Au trimestre d’automne 1999, 136 491 étudiantes et étudiants se sont inscrits au plein temps dans les universités québécoises, et 84 401 au temps partiel, pour un total de 220 892 inscriptions.

Pour une deuxième année d’affilée, la clientèle étudiante inscrite au plein temps est en hausse (2,3 %) alors qu’après plusieurs années de décroissance, la clientèle au temps partiel connaît une légère hausse de 0,3 %.

Au total, cela correspond à une augmentation de 1,5 % du nombre de personnes inscrites. Il est également intéressant de constater l’augmentation, au 1er cycle, de 3,7 % du nombre de crédits étudiants ou du nombre d’étudiants en équivalence au plein temps (EEEPT).

C’est ce que révèlent les données préliminaires sur les inscriptions en provenance des établissements, à l’exclusion de celles de la Télé-Université qui ne participe pas à la cueillette en raison du caractère continu de son processus d’inscription.

Il n’est pas possible, du moins dans l’état actuel des choses, d’identifier les causes précises de ces variations de clientèles, surtout que la situation est très variable d’un établissement à l’autre. Cependant, au moment où le Québec entre de plain-pied dans l’économie du savoir, peut-être réalise-t-on de plus en plus l’importance d’un diplôme universitaire pour maximiser ses chances de décrocher un emploi dans un environnement hautement concurrentiel.

Autre constat significatif déjà observé au cours des dernières années, celui de la présence accrue des femmes à l’université.

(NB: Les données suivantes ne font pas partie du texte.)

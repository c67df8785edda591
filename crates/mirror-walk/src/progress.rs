//! Walk progress reporting.

use std::path::PathBuf;
use std::time::Duration;

use mirror_core::TraversalStats;

/// Progress information during a walk.
#[derive(Debug, Clone, Default)]
pub struct WalkProgress {
    /// Directories listed so far.
    pub dirs_visited: u64,
    /// Images transformed so far.
    pub processed: u64,
    /// Non-image files seen so far.
    pub skipped: u64,
    /// Failed transforms so far.
    pub errors: u64,
    /// Entry whose outcome triggered this update.
    pub current_path: PathBuf,
    /// Time elapsed since the walk started.
    pub elapsed: Duration,
}

impl WalkProgress {
    /// Snapshot the counters of a running traversal.
    pub fn snapshot(dirs_visited: u64, stats: &TraversalStats, current_path: PathBuf) -> Self {
        Self {
            dirs_visited,
            processed: stats.processed,
            skipped: stats.skipped,
            errors: stats.errors,
            current_path,
            elapsed: Duration::ZERO,
        }
    }

    /// Get total files handled (processed + skipped + failed).
    pub fn total_files(&self) -> u64 {
        self.processed + self.skipped + self.errors
    }
}
//! mirror - Flip every image in a directory tree horizontally.
//!
//! Usage:
//!   mirror --input <DIR>                  Mirror into ./output
//!   mirror --input <DIR> --output <DIR>   Mirror into a chosen directory
//!   mirror --input <DIR> -j 0             Transform on all cores
//!   mirror --help                         Show help

use std::path::PathBuf;

use clap::{ArgAction, Parser, ValueEnum};
use color_eyre::Section;
use color_eyre::eyre::{Context, Result, eyre};
use tracing_subscriber::EnvFilter;

use mirror_walk::{HorizontalFlip, MirrorConfig, TraversalStats, TreeWalker};

const USAGE: &str = "Usage: mirror --input <DIR> [--output <DIR>]";

#[derive(Parser)]
#[command(
    name = "mirror",
    version,
    about = "Flip every image in a directory tree horizontally",
    long_about = "mirror walks an input directory, recreates its subdirectories under \
                  an output directory and writes a horizontally mirrored copy of every \
                  image (jpg, jpeg, png, gif, bmp, tiff, webp) at the same relative path. \
                  Other files are skipped."
)]
struct Cli {
    /// Directory to read images from
    #[arg(short, long)]
    input: PathBuf,

    /// Directory to write mirrored images to (defaults to ./output)
    #[arg(short, long)]
    output: Option<PathBuf>,

    /// Number of transform workers (1 = sequential, 0 = one per core)
    #[arg(short, long, default_value = "1")]
    jobs: usize,

    /// Output format of the summary
    #[arg(short, long, default_value = "text")]
    format: OutputFormat,

    /// Increase log verbosity (-v info, -vv debug)
    #[arg(short, long, action = ArgAction::Count)]
    verbose: u8,
}

#[derive(Debug, Clone, Copy, ValueEnum, Default)]
enum OutputFormat {
    #[default]
    Text,
    Json,
}

fn main() -> Result<()> {
    color_eyre::install()?;

    let cli = Cli::parse();
    init_tracing(cli.verbose);

    run(cli).suggestion(USAGE)
}

/// Mirror the tree described by the parsed arguments and print the summary.
fn run(cli: Cli) -> Result<()> {
    let output = match cli.output {
        Some(output) => output,
        None => std::env::current_dir()
            .context("Failed to resolve current directory")?
            .join("output"),
    };

    let config = MirrorConfig::builder()
        .input_root(cli.input)
        .output_root(output)
        .jobs(cli.jobs)
        .build()
        .map_err(|e| eyre!("{e}"))?;

    if matches!(cli.format, OutputFormat::Text) {
        println!("Processing images from: {}", config.input_root.display());
        println!("Saving mirrored images to: {}", config.output_root.display());
    }

    let walker = TreeWalker::new(HorizontalFlip::new());
    let stats = walker.run(&config).wrap_err("Failed to process images")?;

    match cli.format {
        OutputFormat::Text => print_summary(&stats),
        OutputFormat::Json => println!("{}", serde_json::to_string_pretty(&stats)?),
    }

    Ok(())
}

/// Install the log subscriber. `RUST_LOG` wins over `-v`.
fn init_tracing(verbose: u8) {
    let default = match verbose {
        0 => "warn",
        1 => "info",
        _ => "debug",
    };
    let filter = EnvFilter::try_from_default_env().unwrap_or_else(|_| EnvFilter::new(default));

    tracing_subscriber::fmt()
        .with_env_filter(filter)
        .with_target(false)
        .with_writer(std::io::stderr)
        .compact()
        .init();
}

/// Print the caller-facing counts.
fn print_summary(stats: &TraversalStats) {
    println!("Successfully processed {} images", stats.processed);
    if stats.skipped > 0 {
        println!("Skipped {} non-image files", stats.skipped);
    }
    if !stats.is_success() {
        println!("Failed to process {} files", stats.errors);
        for failure in &stats.failures {
            println!("  {}: {}", failure.path.display(), failure.message);
        }
    }
    println!(
        "Finished in {:.2}s ({})",
        stats.duration.as_secs_f64(),
        stats.summary()
    );
}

Elles comptent cette année pour 57,8 % des effectifs totaux, dont 56,3 % au temps complet, et 60,2 % au temps partiel. Elles demeurent largement majoritaires au premier cycle, où elles représentent 59,0 % des inscriptions; elles progressent de façon significative au deuxième cycle (53,2 %, contre 52,5 % l’an dernier), et au troisième cycle (48,5 %, contre 45,1 % l’an dernier).